Good indexes can help SQL Server process your JOIN queries
Indexes on a table can help you access one or many rows of data. Having a good index for your query is one of the best ways to improve performance. When your query is attempting to find just a few rows in a very large table, the performance difference between having no usable index on the table and having a good index can be enormous. When you're tuning queries that involve multiple tables (i.e., joins), indexes can also help SQL Server efficiently find the matching rows between tables.
The SQL Server query optimizer can choose from three strategies for performing joins: nested-loop join, merge join, and hash join. In this article, I describe the first two join strategies: nested loop and merge. (For more information about join strategies, see Itzik Ben-Gan and Kalen Delaney, "Advanced JOIN Techniques," December 1999, InstantDoc ID 7443.) In each method, the tables you want to join (or subsets of tables that you've restricted with conditions in the WHERE clause) are the join inputs. If your query involves WHERE conditions in addition to the join, SQL Server might apply the WHERE condition before trying to find the matching rows in the second table.

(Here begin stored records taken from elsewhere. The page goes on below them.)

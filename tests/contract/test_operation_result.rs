//! Contract Tests for the Operation Result Envelope
//!
//! Contract: every driven command yields an `OperationResult`; console
//! errors, timeouts and oversized output are statuses, never faults, and
//! the JSON shape is stable for callers of the stdio front end.

#[path = "../test_utils/mod.rs"]
mod test_utils;

use std::sync::Arc;
use std::time::Duration;

use consolepilot::error::Error;
use consolepilot::models::{EntityKind, EntityRef, ErrorKind, StructuredData};
use consolepilot::{Command, OperationResult, OperationStatus};
use test_utils::{emit, reply, start_driver, test_config, MockLauncher, Step};

#[test]
fn test_status_constructors_uphold_invariants() {
    let elapsed = Duration::from_millis(42);

    let success = OperationResult::success("ok".into(), None, elapsed);
    assert_eq!(success.status(), OperationStatus::Success);
    assert!(success.error().is_none());

    let partial = OperationResult::partial("cut".into(), None, elapsed);
    assert_eq!(partial.status(), OperationStatus::Partial);
    assert!(partial.error().is_none());

    let failure = OperationResult::failure("[-] nope".into(), None, "nope", elapsed);
    assert_eq!(failure.error().unwrap().kind, ErrorKind::CommandFailure);

    let timeout = OperationResult::timeout("so far".into(), Duration::from_secs(3), elapsed);
    assert_eq!(timeout.raw_output(), "so far");
    assert!(timeout.structured_data().is_none());
    assert_eq!(timeout.error().unwrap().kind, ErrorKind::Timeout);
}

#[test]
fn test_json_envelope() {
    let result = OperationResult::success(
        "4 sessions active".into(),
        Some(StructuredData::Count {
            count: 4,
            subject: "sessions active".into(),
        }),
        Duration::from_millis(250),
    )
    .with_entities(vec![EntityRef::new(EntityKind::Job, 2, 7)]);

    let json = serde_json::to_value(&result).unwrap();
    assert_eq!(json["status"], "SUCCESS");
    assert_eq!(json["raw_output"], "4 sessions active");
    assert_eq!(json["structured_data"]["type"], "count");
    assert_eq!(json["structured_data"]["count"], 4);
    assert!(json["error"].is_null());
    assert_eq!(json["elapsed_ms"], 250);
    assert_eq!(json["correlated_entities"][0]["kind"], "job");
    assert_eq!(json["correlated_entities"][0]["generation"], 2);

    let back: OperationResult = serde_json::from_value(json).unwrap();
    assert_eq!(back.elapsed(), Duration::from_millis(250));
    assert_eq!(back.correlated_entities(), result.correlated_entities());
}

#[test]
fn test_timeout_json_carries_recoverable_error() {
    let result = OperationResult::timeout(String::new(), Duration::from_secs(30), Duration::from_secs(30));
    let json = serde_json::to_value(&result).unwrap();
    assert_eq!(json["status"], "TIMEOUT");
    assert_eq!(json["error"]["kind"], "timeout");
    assert_eq!(json["error"]["recoverable"], true);
}

#[test]
fn test_error_taxonomy() {
    let crashed = Error::ConsoleCrashed {
        command: "run".into(),
        partial_output: String::new(),
    };
    assert_eq!(crashed.kind(), Some(ErrorKind::ConsoleCrashed));
    assert!(crashed.is_recoverable());
    assert!(!crashed.is_fatal());

    let limit = Error::RestartLimitExceeded { restarts: 3, limit: 3 };
    assert_eq!(limit.kind(), Some(ErrorKind::RestartLimitExceeded));
    assert!(limit.is_fatal());
    assert!(!limit.is_recoverable());

    let startup = Error::StartupTimeout {
        timeout: Duration::from_secs(60),
        captured: "banner".into(),
    };
    assert_eq!(startup.kind(), Some(ErrorKind::StartupTimeout));
    assert!(startup.is_fatal());

    assert_eq!(Error::EmptyCommand.kind(), None);
    assert!(!Error::EmptyCommand.is_fatal());
}

#[test]
fn test_fatal_errors_clone_faithfully() {
    let original = Error::StartupTimeout {
        timeout: Duration::from_secs(5),
        captured: "loading".into(),
    };
    match original.clone() {
        Error::StartupTimeout { timeout, captured } => {
            assert_eq!(timeout, Duration::from_secs(5));
            assert_eq!(captured, "loading");
        }
        other => panic!("clone changed the variant: {:?}", other),
    }
}

#[tokio::test]
async fn test_unstructured_output_still_succeeds() {
    let launcher = Arc::new(MockLauncher::new(|_, _| {
        reply("[*] Reloading modules from all module paths...\nsome free text, nothing tabular\n  ---- not a table")
    }));
    let mut driver = start_driver(launcher, &test_config()).await;

    let result = driver.execute(&Command::administrative("reload_all")).await.unwrap();

    assert_eq!(result.status(), OperationStatus::Success);
    assert!(result.structured_data().is_none());
    assert!(result.raw_output().contains("nothing tabular"));
}

#[tokio::test(start_paused = true)]
async fn test_every_outcome_is_a_result() {
    let launcher = Arc::new(MockLauncher::new(|line, _| match line {
        "ok" => reply("fine"),
        "bad" => reply("[-] Error: something broke"),
        "big" => reply(&"x".repeat(64)),
        _ => vec![emit("hanging"), Step::Sleep(Duration::from_secs(3600))],
    }));
    let mut config = test_config();
    config.output.max_output_bytes = 32;
    let mut driver = start_driver(launcher, &config).await;

    let mut statuses = Vec::new();
    for (text, budget) in [("ok", 5), ("bad", 5), ("big", 5), ("hang", 1)] {
        let command = Command::query(text).with_timeout(Duration::from_secs(budget));
        statuses.push(driver.execute(&command).await.unwrap().status());
    }

    assert_eq!(
        statuses,
        vec![
            OperationStatus::Success,
            OperationStatus::Failure,
            OperationStatus::Partial,
            OperationStatus::Timeout,
        ]
    );
}
//! consolepilot - Automation core for a long-lived interactive security console
//!
//! This library drives a single interactive console process that has no
//! machine-friendly protocol, only free text and a prompt, and exposes it
//! to any number of concurrent callers through a serialized
//! request/response interface.
//!
//! ## Module Organization
//!
//! ### Console Automation Core
//!
//! - [`pty`] - Console process spawning, I/O bridging and the process supervisor
//! - [`terminal`] - Output parsing: ANSI stripping, prompts, lifecycle banners, tables
//! - [`execution`] - Command/response driver and its adaptive timeout policy
//! - [`registry`] - Sessions and background jobs reported out of band
//! - [`serializer`] - Single-writer admission gate in front of the driver
//!
//! ### Supporting Modules
//!
//! - [`config`] - Configuration loading, defaults and validation
//! - [`models`] - Commands, operation results, entities, console state
//! - [`policy`] - Command allow/deny rules and rate limiting
//! - [`tools`] - Thin domain tools built on the serializer
//! - [`mod@error`] - Error types and Result aliases
//!
//! ## Quick Start
//!
//! ```no_run
//! use std::sync::Arc;
//! use consolepilot::{Command, Config, PtyLauncher, RequestSerializer};
//!
//! # async fn run() -> consolepilot::Result<()> {
//! let config = Config::default();
//! let launcher = Arc::new(PtyLauncher::new(config.console.clone()));
//! let console = RequestSerializer::from_config(&config, launcher).await?;
//!
//! let result = console.submit(Command::query("sessions -l")).await?;
//! println!("{:?}: {}", result.status(), result.raw_output());
//!
//! console.shutdown().await?;
//! # Ok(())
//! # }
//! ```
//!
//! ## Architecture
//!
//! - **Worker Task:** Owns the console and executes one command at a time
//! - **PTY Reader/Writer Threads:** Bridge blocking PTY I/O onto channels
//! - **Reaper Task:** Periodically marks idle sessions stale
//!
//! Callers talk to the worker through a queue and get their result back on
//! a oneshot channel.

#[macro_use]
extern crate tracing;

pub mod config;
pub mod error;
pub mod models;

// Core modules
pub mod execution;
pub mod pty;
pub mod registry;
pub mod serializer;
pub mod terminal;

// Tool layer
pub mod policy;
pub mod tools;

// Re-exports for core functionality
pub use config::loader::ConfigLoader;
pub use config::Config;
pub use error::{Error, Result};
pub use execution::{CommandDriver, ConsoleStatus};
pub use models::{Command, CommandCategory, OperationResult, OperationStatus};
pub use pty::{ConsoleLauncher, ConsoleTransport, ProcessSupervisor, PtyLauncher};
pub use registry::Registry;
pub use serializer::RequestSerializer;

// Version information
/// The current version of consolepilot from Cargo.toml
pub const VERSION: &str = env!("CARGO_PKG_VERSION");

/// The crate name from Cargo.toml
pub const NAME: &str = env!("CARGO_PKG_NAME");

/// Load configuration from the default locations, falling back to defaults
pub fn load_config() -> Config {
    match ConfigLoader::load() {
        Ok(config) => {
            info!("Configuration loaded");
            config
        }
        Err(e) => {
            warn!("Failed to load configuration: {}. Using defaults", e);
            Config::default()
        }
    }
}
//! Console Output Handling
//!
//! Everything that turns the console's byte stream into something the
//! driver can reason about: control-sequence stripping, line assembly,
//! prompt detection, lifecycle banner extraction and best-effort
//! structuring of tables and key/value blocks.

pub mod ansi;
pub mod events;
pub mod output;
pub mod prompt;
pub mod structure;

// Re-exports for convenience
pub use ansi::{strip_ansi, AnsiStripper};
pub use events::{scan_line, ConsoleEvent};
pub use output::{paginate, Fragment, OutputParser, OutputProcessor, Page, ParsedOutput};
pub use prompt::{module_context, PromptDetector};
pub use structure::{collect_errors, is_error_banner, structure};
//! Module execution
//!
//! Selects a module, sets its options and runs it as a background job.
//! Sessions and jobs it creates are reported through the correlated
//! entities of the run.

use once_cell::sync::Lazy;
use regex::Regex;
use serde::{Deserialize, Serialize};
use std::collections::BTreeMap;
use std::time::Duration;

use super::{ToolContext, ToolOutput};
use crate::error::{Error, Result};
use crate::models::{Command, EntityKind, OperationResult};

static MODULE_NAME: Lazy<Regex> = Lazy::new(|| {
    Regex::new(r"^(?:exploit|auxiliary|post|payload|encoder|nop|evasion)(?:/[\w.\-]+)+$")
        .expect("valid module name regex")
});
static OPTION_NAME: Lazy<Regex> =
    Lazy::new(|| Regex::new(r"^[A-Za-z][A-Za-z0-9_]*$").expect("valid option name regex"));

/// Lines that end a module run before the prompt returns
const RUN_TERMINATORS: [&str; 3] = [
    r"(?i)exploit completed",
    r"(?i)exploit aborted",
    r"(?i)auxiliary module execution completed",
];

#[derive(Debug, Clone, Deserialize)]
pub struct RunModuleRequest {
    pub module: String,
    #[serde(default)]
    pub options: BTreeMap<String, String>,
    #[serde(default)]
    pub payload: Option<String>,
    #[serde(default)]
    pub timeout_secs: Option<u64>,
}

#[derive(Debug, Clone, PartialEq, Eq, Serialize)]
pub struct RunModuleSummary {
    pub module: String,
    pub job_ids: Vec<u32>,
    pub session_ids: Vec<u32>,
}

pub async fn run_module(
    ctx: &ToolContext,
    request: RunModuleRequest,
) -> Result<ToolOutput<RunModuleSummary>> {
    ctx.admit()?;
    let module = request.module.trim();
    if !MODULE_NAME.is_match(module) {
        return Err(Error::InvalidParameter {
            name: "module".to_string(),
            reason: format!("'{}' is not a module path", module),
        });
    }

    let mut settings: Vec<(String, String)> = Vec::with_capacity(request.options.len() + 1);
    if let Some(payload) = &request.payload {
        settings.push(("PAYLOAD".to_string(), payload.trim().to_string()));
    }
    for (name, value) in &request.options {
        if !OPTION_NAME.is_match(name) {
            return Err(Error::InvalidParameter {
                name: "options".to_string(),
                reason: format!("invalid option name '{}'", name),
            });
        }
        settings.push((name.clone(), value.trim().to_string()));
    }

    let selected = ctx
        .submit(Command::mutating(ctx.command_text(&format!("use {}", module))?))
        .await?;
    if !selected.is_success() {
        return Ok(ToolOutput::from_result(&selected, None, ctx.page_size()));
    }

    for (name, value) in &settings {
        let text = ctx.command_text(&format!("set {} {}", name, value))?;
        let result = ctx.submit(Command::mutating(text)).await?;
        if !result.is_success() {
            return Ok(ToolOutput::from_result(&result, None, ctx.page_size()));
        }
    }

    let mut command = Command::long_running(ctx.command_text("run -j")?);
    for pattern in RUN_TERMINATORS {
        command = command.with_terminator(pattern)?;
    }
    if let Some(secs) = request.timeout_secs {
        command = command.with_timeout(Duration::from_secs(secs));
    }

    info!(module = %module, options = settings.len(), "Running module");
    let result = ctx.submit(command).await?;
    let summary = summarize(module, &result);
    Ok(ToolOutput::from_result(&result, Some(summary), ctx.page_size()))
}

fn summarize(module: &str, result: &OperationResult) -> RunModuleSummary {
    let ids = |kind: EntityKind| {
        result
            .correlated_entities()
            .iter()
            .filter(|e| e.kind == kind)
            .map(|e| e.id)
            .collect()
    };
    RunModuleSummary {
        module: module.to_string(),
        job_ids: ids(EntityKind::Job),
        session_ids: ids(EntityKind::Session),
    }
}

Consider example Query 1 from the Northwind database:
-- Query 1:
SELECT LastName, FirstName, OrderID, OrderDate
FROM Employees e JOIN Orders o
ON e.EmployeeID = o.EmployeeID
This join returns all the orders from the Orders table; for each order, it also returns the last name and first name of the employee who took the order and the order date. For Query 1, SQL Server examines all the rows in the Employees and the Orders tables, and the join inputs are the entire tables. However, if you qualify this SELECT statement with two WHERE conditions, as Query 2 shows, the join inputs are no longer complete tables:
-- Query 2:
SELECT LastName, FirstName, OrderID, OrderDate
FROM Employees e JOIN Orders o
ON e.EmployeeID = o.EmployeeID
WHERE OrderDate < '1996-12-01'
AND LastName < 'D'
For Query 2, the join inputs are much smaller than in Query 1. Instead of joining the 9 rows in Employees with 830 rows in Orders, SQL Server must join only 2 rows from Employees with 121 rows from Orders. With a small number of input rows, the query optimizer frequently chooses a different join strategy than it would if the inputs were larger, and it might even choose to join the tables in a different order. As far as the optimizer's join strategy decisions are concerned, size does matter.
Nested Loops
Even if your query joins more than two tables, SQL Server performs the joins by joining only two inputs at a time, and each join in a query might use a different join strategy. The most straightforward type of joinand the type of join most people think about when planning join operationsis the nested-loop join. You can imagine SQL Server operating on the two inputs as if they were arrays in a development language like C or Basic. SQL Server compares each row in one of the inputs with all the rows in the other input to find the matches between the rows. Query 1 tries to find the rows that match on the EmployeeID column. So with the nested-loop join strategy, SQL Server must compare all the Employee ID values in one table with all the EmployeeID values in the other.
The worst-case scenario for a nested-loop join happens when no existing indexes can help SQL Server find the matching rows between the inputs and no indexes can help find the rows that satisfy any WHERE conditions. In this case, the inputs are the entire tables. The query optimizer chooses one table to be the outer table and accesses its rows first. Let's assume the outer table has P1 pages and R1 rows. The second table, the inner table, has P2 pages. SQL Server must read all the pages in the outer table; for each qualifying row on each page, it must then read all the pages from the inner table. To find the number of pages that SQL Server needs to read to produce the results, you can use the following formula:
P1 + R1 * P2
Even if the tables are relatively small, the resulting number of pages to be read gets large very quickly. For an outer table with only 200 pages and 4000 rows (i.e., 20 rows per page) and an inner table with 100 pages, the result is quite large. Tables with 100 or 200 pages aren't unusually big tables, but to process the join, SQL Server would need to access more than 400,000 pages if the tables have no usable indexes.
Indexes can help improve the performance of a nested-loop join in several ways. The biggest benefit often comes when you have a clustered index on the joining column in one of the tables. The presence of a clustered index on a join column frequently determines which table SQL Server chooses as the inner table. If the inner table has a clustered index, SQL Server doesn't have to look through every row of that table. The clustered index leads SQL Server directly to the rows in the inner table that have a join column value that matches the current row in the outer table. So in the formula, instead of the R1 * P2 term, which implies that SQL Server accesses all P2 pages, you can replace P2 with two or three page accesses, depending on how many levels the clustered index has. So the example with 200 pages and 4000 rows in the outer table and 100 pages in the inner table results in 200 + 4000 * 3, or 12,200, page readsa big improvement over 400,000.